▸ **YOUR GOAL**
In your reply, reproduce the lines from the first one below to the line containing "use crate::state::AppState;", inclusive, exactly as they stand.

Saved data entries:
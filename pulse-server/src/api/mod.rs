pub mod error;
pub mod metrics;
pub mod pages;

pub use error::{ApiError, ApiResult};

use axum::{routing::get, Router};
use tower_http::{
    cors::{Any, CorsLayer},
    trace::TraceLayer,
};

use crate::state::AppState;

/// Build the read-only API router over a generated dataset.
pub fn router(state: AppState) -> Router {
    let cors = CorsLayer::new()
        .allow_origin(Any)
        .allow_methods(Any)
        .allow_headers(Any);

    Router::new()
        // Health check
        .route("/health", get(health_check))
        // Raw series
        .route("/metrics/current", get(metrics::get_current))
        .route("/metrics/followers", get(metrics::get_followers))
        .route("/metrics/engagement", get(metrics::get_engagement))
        .route("/metrics/posts", get(metrics::get_posts))
        .route("/metrics/growth", get(metrics::get_growth))
        // Page summaries
        .route("/pages/:name", get(pages::get_page))
        .with_state(state)
        .layer(TraceLayer::new_for_http())
        .layer(cors)
}

async fn health_check() -> &'static str {
    "OK"
}
mod render;

use anyhow::{anyhow, Context, Result};
use clap::{Parser, ValueEnum};
use pulse_server::config::{DatasetSettings, NoiseKind};
use pulse_server::pages::{build_page, Page};

#[derive(Debug, Clone, Copy, PartialEq, Eq, ValueEnum)]
enum OutputFormat {
    Json,
    Text,
}

/// Pulse Metrics Report
///
/// Generates the deterministic engagement dataset and prints one
/// dashboard page summary.
#[derive(Parser, Debug)]
#[command(name = "pulse-report")]
#[command(about = "Print a dashboard page summary from generated metrics", long_about = None)]
struct Args {
    /// Page to report: overview, followers, engagement, comments, reach
    #[arg(short, long, default_value = "overview")]
    page: String,

    /// Output format
    #[arg(short, long, value_enum, default_value_t = OutputFormat::Text)]
    format: OutputFormat,

    /// Noise source: sine or splitmix
    #[arg(long, env = "PULSE_NOISE", default_value = "sine")]
    noise: String,

    /// Salt for splitmix noise
    #[arg(long, env = "PULSE_SEED", default_value_t = 0)]
    seed: u64,

    /// Days of history to generate
    #[arg(long, default_value_t = 30)]
    days: usize,

    /// Number of recent posts to generate
    #[arg(long, default_value_t = 10)]
    posts: usize,
}

impl Args {
    fn dataset_settings(&self) -> Result<DatasetSettings> {
        let noise = NoiseKind::parse(&self.noise)
            .ok_or_else(|| anyhow!("Unknown noise source '{}'. Use sine or splitmix", self.noise))?;

        Ok(DatasetSettings {
            history_days: self.days,
            post_count: self.posts,
            noise,
            seed: self.seed,
            ..Default::default()
        })
    }
}

fn main() -> Result<()> {
    tracing_subscriber::fmt()
        .with_env_filter(
            tracing_subscriber::EnvFilter::try_from_default_env()
                .unwrap_or_else(|_| "warn".into()),
        )
        .with_writer(std::io::stderr)
        .init();

    let args = Args::parse();

    let page = Page::parse(&args.page).ok_or_else(|| {
        anyhow!(
            "Unknown page '{}'. Valid pages: overview, followers, engagement, comments, reach",
            args.page
        )
    })?;

    let settings = args.dataset_settings()?;
    let dataset = settings
        .build_dataset()
        .context("Failed to generate metrics dataset")?;
    tracing::debug!(days = args.days, posts = args.posts, "Dataset ready");

    let summary = build_page(page, &dataset)
        .with_context(|| format!("Failed to build {} page", page.as_str()))?;

    match args.format {
        OutputFormat::Json => {
            let json = serde_json::to_string_pretty(&summary).context("Failed to serialize summary")?;
            println!("{}", json);
        }
        OutputFormat::Text => {
            let title = render::capitalize(page.as_str());
            print!("{}", render::render_text(&title, &summary));
        }
    }

    Ok(())
}

#[cfg(test)]
mod tests {
    use super::*;

    #[test]
    fn test_args_defaults() {
        let args = Args::parse_from(["pulse-report"]);
        assert_eq!(args.page, "overview");
        assert_eq!(args.format, OutputFormat::Text);
        assert_eq!(args.days, 30);
        assert_eq!(args.posts, 10);
    }

    #[test]
    fn test_dataset_settings_from_args() {
        let args = Args::parse_from([
            "pulse-report",
            "--page",
            "reach",
            "--format",
            "json",
            "--noise",
            "splitmix",
            "--seed",
            "9",
            "--days",
            "14",
        ]);
        let settings = args.dataset_settings().unwrap();
        assert_eq!(settings.noise, NoiseKind::SplitMix);
        assert_eq!(settings.seed, 9);
        assert_eq!(settings.history_days, 14);
        assert_eq!(args.format, OutputFormat::Json);
    }

    #[test]
    fn test_unknown_noise_is_rejected() {
        let args = Args::parse_from(["pulse-report", "--noise", "lcg"]);
        assert!(args.dataset_settings().is_err());
    }

    #[test]
    fn test_huge_post_count_fails_cleanly() {
        let args = Args::parse_from(["pulse-report", "--posts", "100000000000000000"]);
        let settings = args.dataset_settings().unwrap();
        assert!(matches!(
            settings.build_dataset(),
            Err(pulse_server::MetricsError::InvalidConfig(_))
        ));
    }
}
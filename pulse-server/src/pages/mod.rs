pub mod comments;
pub mod engagement;
pub mod followers;
pub mod overview;
pub mod reach;

use pulse_types::{CommentsSummary, EngagementSummary, FollowersSummary, OverviewSummary, ReachSummary};
use serde::Serialize;

use crate::error::MetricsResult;
use crate::generator::Dataset;

#[derive(Debug, Clone, Copy, PartialEq, Eq)]
pub enum Page {
    Overview,
    Followers,
    Engagement,
    Comments,
    Reach,
}

impl Page {
    pub const ALL: [Page; 5] = [
        Page::Overview,
        Page::Followers,
        Page::Engagement,
        Page::Comments,
        Page::Reach,
    ];

    pub fn as_str(&self) -> &'static str {
        match self {
            Page::Overview => "overview",
            Page::Followers => "followers",
            Page::Engagement => "engagement",
            Page::Comments => "comments",
            Page::Reach => "reach",
        }
    }

    pub fn parse(s: &str) -> Option<Self> {
        Self::ALL.into_iter().find(|page| page.as_str() == s.to_lowercase())
    }
}

#[derive(Debug, Clone, PartialEq, Serialize)]
#[serde(untagged)]
pub enum PageSummary {
    Overview(OverviewSummary),
    Followers(FollowersSummary),
    Engagement(EngagementSummary),
    Comments(CommentsSummary),
    Reach(ReachSummary),
}

pub fn build_page(page: Page, dataset: &Dataset) -> MetricsResult<PageSummary> {
    tracing::debug!(page = page.as_str(), "Building page summary");
    Ok(match page {
        Page::Overview => PageSummary::Overview(overview::build(dataset)?),
        Page::Followers => PageSummary::Followers(followers::build(dataset)?),
        Page::Engagement => PageSummary::Engagement(engagement::build(dataset)?),
        Page::Comments => PageSummary::Comments(comments::build(dataset)?),
        Page::Reach => PageSummary::Reach(reach::build(dataset)?),
    })
}

#[cfg(test)]
mod tests {
    use super::*;
    use crate::generator::GeneratorOptions;
    use crate::noise::SineNoise;
    use crate::error::MetricsError;

    #[test]
    fn test_page_parse() {
        assert_eq!(Page::parse("Reach"), Some(Page::Reach));
        assert_eq!(Page::parse("home"), None);
    }

    #[test]
    fn test_every_page_builds() {
        let dataset = Dataset::standard().unwrap();
        for page in Page::ALL {
            assert!(build_page(page, &dataset).is_ok(), "{} failed", page.as_str());
        }
    }

    #[test]
    fn test_short_history_surfaces_error() {
        let options = GeneratorOptions {
            history_days: 5,
            ..Default::default()
        };
        let dataset = Dataset::generate(&options, &SineNoise).unwrap();
        assert_eq!(
            build_page(Page::Followers, &dataset),
            Err(MetricsError::InsufficientHistory { required: 8, actual: 5 })
        );
        // pages without growth still build
        assert!(build_page(Page::Comments, &dataset).is_ok());
    }

    #[test]
    fn test_no_posts_surfaces_error() {
        let options = GeneratorOptions {
            post_count: 0,
            ..Default::default()
        };
        let dataset = Dataset::generate(&options, &SineNoise).unwrap();
        assert!(matches!(
            build_page(Page::Overview, &dataset),
            Err(MetricsError::EmptySeries { .. })
        ));
    }
}
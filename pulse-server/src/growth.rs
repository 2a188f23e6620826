use pulse_types::{FollowerSample, Growth, GrowthMetrics};

use crate::error::{MetricsError, MetricsResult};

/// Samples needed to look one week back from the newest entry.
pub const MIN_GROWTH_HISTORY: usize = 8;

/// Weekly and monthly follower growth for an oldest-first history.
///
/// Weekly compares the newest sample with the one seven days earlier,
/// monthly compares it with the oldest sample.
pub fn growth_metrics(history: &[FollowerSample]) -> MetricsResult<GrowthMetrics> {
    if history.len() < MIN_GROWTH_HISTORY {
        return Err(MetricsError::InsufficientHistory {
            required: MIN_GROWTH_HISTORY,
            actual: history.len(),
        });
    }

    let today = &history[history.len() - 1];
    let last_week = &history[history.len() - MIN_GROWTH_HISTORY];
    let last_month = &history[0];

    Ok(GrowthMetrics {
        weekly_growth: growth_between(today, last_week, "weekly")?,
        monthly_growth: growth_between(today, last_month, "monthly")?,
    })
}

fn growth_between(
    current: &FollowerSample,
    baseline: &FollowerSample,
    window: &'static str,
) -> MetricsResult<Growth> {
    if baseline.follower_count == 0 {
        tracing::warn!(window, date = %baseline.date, "Zero follower baseline");
        return Err(MetricsError::ZeroBaseline { window });
    }

    let delta = current.follower_count - baseline.follower_count;
    Ok(Growth {
        followers: delta,
        percentage: delta as f64 / baseline.follower_count as f64 * 100.0,
    })
}
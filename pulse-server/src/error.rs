use thiserror::Error;

#[derive(Error, Debug, Clone, PartialEq)]
pub enum MetricsError {
    #[error("Insufficient history: need at least {required} samples, have {actual}")]
    InsufficientHistory { required: usize, actual: usize },

    #[error("Zero baseline for {window} growth")]
    ZeroBaseline { window: &'static str },

    #[error("Zero denominator while computing {what}")]
    ZeroDenominator { what: &'static str },

    #[error("Empty series while computing {what}")]
    EmptySeries { what: &'static str },

    #[error("Invalid configuration: {0}")]
    InvalidConfig(String),
}

pub type MetricsResult<T> = Result<T, MetricsError>;
use pulse_types::{CommentsSummary, ContentTypeComments, DailyRate, WeeklyComments};

use crate::aggregate::{
    group_by_content_type, max_by, percent, round_to, rounded_mean, split_trailing_weeks, sum_by,
    top_n_by,
};
use crate::error::MetricsResult;
use crate::generator::Dataset;

pub const TOP_COMMENTED: usize = 5;

pub fn comment_to_like_ratio(dataset: &Dataset) -> MetricsResult<Vec<DailyRate>> {
    dataset
        .engagement_history()
        .iter()
        .map(|day| {
            Ok(DailyRate {
                date: day.date,
                value: round_to(percent(day.comments as f64, day.likes as f64, "comment to like ratio")?, 1),
            })
        })
        .collect()
}

pub fn comments_by_type(dataset: &Dataset) -> MetricsResult<Vec<ContentTypeComments>> {
    group_by_content_type(dataset.recent_posts())
        .into_iter()
        .map(|(content_type, posts)| {
            let comments = sum_by(&posts, |p| p.comments);
            Ok(ContentTypeComments {
                content_type,
                name: content_type.label().to_string(),
                comments,
                posts: posts.len(),
                average_per_post: rounded_mean(comments, posts.len(), "comments per post")?,
            })
        })
        .collect()
}

pub fn weekly_comparison(dataset: &Dataset) -> MetricsResult<Vec<WeeklyComments>> {
    split_trailing_weeks(dataset.engagement_history())
        .into_iter()
        .map(|(week, days)| {
            let comments = sum_by(days, |d| d.comments);
            Ok(WeeklyComments {
                week,
                comments,
                days: days.len(),
                average_per_day: rounded_mean(comments, days.len(), "weekly comments")?,
            })
        })
        .collect()
}

pub fn build(dataset: &Dataset) -> MetricsResult<CommentsSummary> {
    let history = dataset.engagement_history();
    let current = dataset.current_metrics();
    let total_comments = sum_by(history, |d| d.comments);
    let average_daily_comments = rounded_mean(total_comments, history.len(), "daily comments")?;

    Ok(CommentsSummary {
        snapshot_total_comments: current.total_comments,
        total_comments,
        average_daily_comments,
        max_daily_comments: max_by(history, |d| d.comments, "daily comments")?,
        comment_rate: round_to(
            percent(average_daily_comments as f64, current.followers as f64, "comment rate")?,
            2,
        ),
        comment_to_like_ratio: comment_to_like_ratio(dataset)?,
        comments_by_type: comments_by_type(dataset)?,
        top_commented_posts: top_n_by(dataset.recent_posts(), TOP_COMMENTED, |p| p.comments),
        weekly_comparison: weekly_comparison(dataset)?,
    })
}

#[cfg(test)]
mod tests {
    use super::*;
    use pulse_types::WeekLabel;

    #[test]
    fn test_comments_summary() {
        let dataset = Dataset::standard().unwrap();
        let summary = build(&dataset).unwrap();

        assert!(summary.max_daily_comments >= summary.average_daily_comments);
        assert_eq!(summary.comment_to_like_ratio.len(), 30);
        for point in &summary.comment_to_like_ratio {
            assert!(point.value > 0.0 && point.value < 20.0);
        }
    }

    #[test]
    fn test_comment_cards() {
        let dataset = Dataset::standard().unwrap();
        let summary = build(&dataset).unwrap();

        assert_eq!(summary.snapshot_total_comments, 8945);
        assert_eq!(summary.total_comments, 758);
        assert_eq!(summary.average_daily_comments, 25);
        // 25 / 13045 * 100
        assert_eq!(summary.comment_rate, 0.19);
    }

    #[test]
    fn test_comments_by_type_totals_match_posts() {
        let dataset = Dataset::standard().unwrap();
        let groups = comments_by_type(&dataset).unwrap();

        let total: i64 = groups.iter().map(|g| g.comments).sum();
        let expected: i64 = dataset.recent_posts().iter().map(|p| p.comments).sum();
        assert_eq!(total, expected);
        assert_eq!(groups.iter().map(|g| g.posts).sum::<usize>(), 10);
    }

    #[test]
    fn test_weekly_comparison_splits_last_fourteen_days() {
        let dataset = Dataset::standard().unwrap();
        let weeks = weekly_comparison(&dataset).unwrap();

        assert_eq!(weeks.len(), 2);
        assert_eq!(weeks[0].week, WeekLabel::PreviousWeek);
        assert_eq!(weeks[1].week, WeekLabel::ThisWeek);
        let history = dataset.engagement_history();
        let this_week: i64 = history[23..].iter().map(|d| d.comments).sum();
        assert_eq!(weeks[1].comments, this_week);
        assert_eq!(weeks[1].days, 7);
    }

    #[test]
    fn test_top_commented_posts() {
        let dataset = Dataset::standard().unwrap();
        let summary = build(&dataset).unwrap();
        assert_eq!(summary.top_commented_posts.len(), 5);
        // post_6 has the most comments (27)
        assert_eq!(summary.top_commented_posts[0].id, "post_6");
    }
}
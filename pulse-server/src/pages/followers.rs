use pulse_types::{DailyGrowth, FollowerSample, FollowersSummary};

use crate::error::MetricsResult;
use crate::generator::Dataset;

/// Day-over-day follower change; the first day has nothing to compare to.
pub fn daily_growth(history: &[FollowerSample]) -> Vec<DailyGrowth> {
    history
        .iter()
        .enumerate()
        .map(|(index, sample)| DailyGrowth {
            date: sample.date,
            follower_count: sample.follower_count,
            growth: match index {
                0 => 0,
                _ => sample.follower_count - history[index - 1].follower_count,
            },
        })
        .collect()
}

pub fn build(dataset: &Dataset) -> MetricsResult<FollowersSummary> {
    let history = dataset.follower_history();
    let current = dataset.current_metrics();

    Ok(FollowersSummary {
        current_followers: current.followers,
        following: current.following,
        growth: dataset.growth_metrics()?,
        daily_growth: daily_growth(history),
    })
}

▸ **REPLY TO THE EXERCISE**
filename pulse-server/src/api/mod.rs
pub mod error;
pub mod metrics;
pub mod pages;

pub use error::{ApiError, ApiResult};

use axum::{routing::get, Router};
use tower_http::{
    cors::{Any, CorsLayer},
    trace::TraceLayer,
};

use crate::state::AppState;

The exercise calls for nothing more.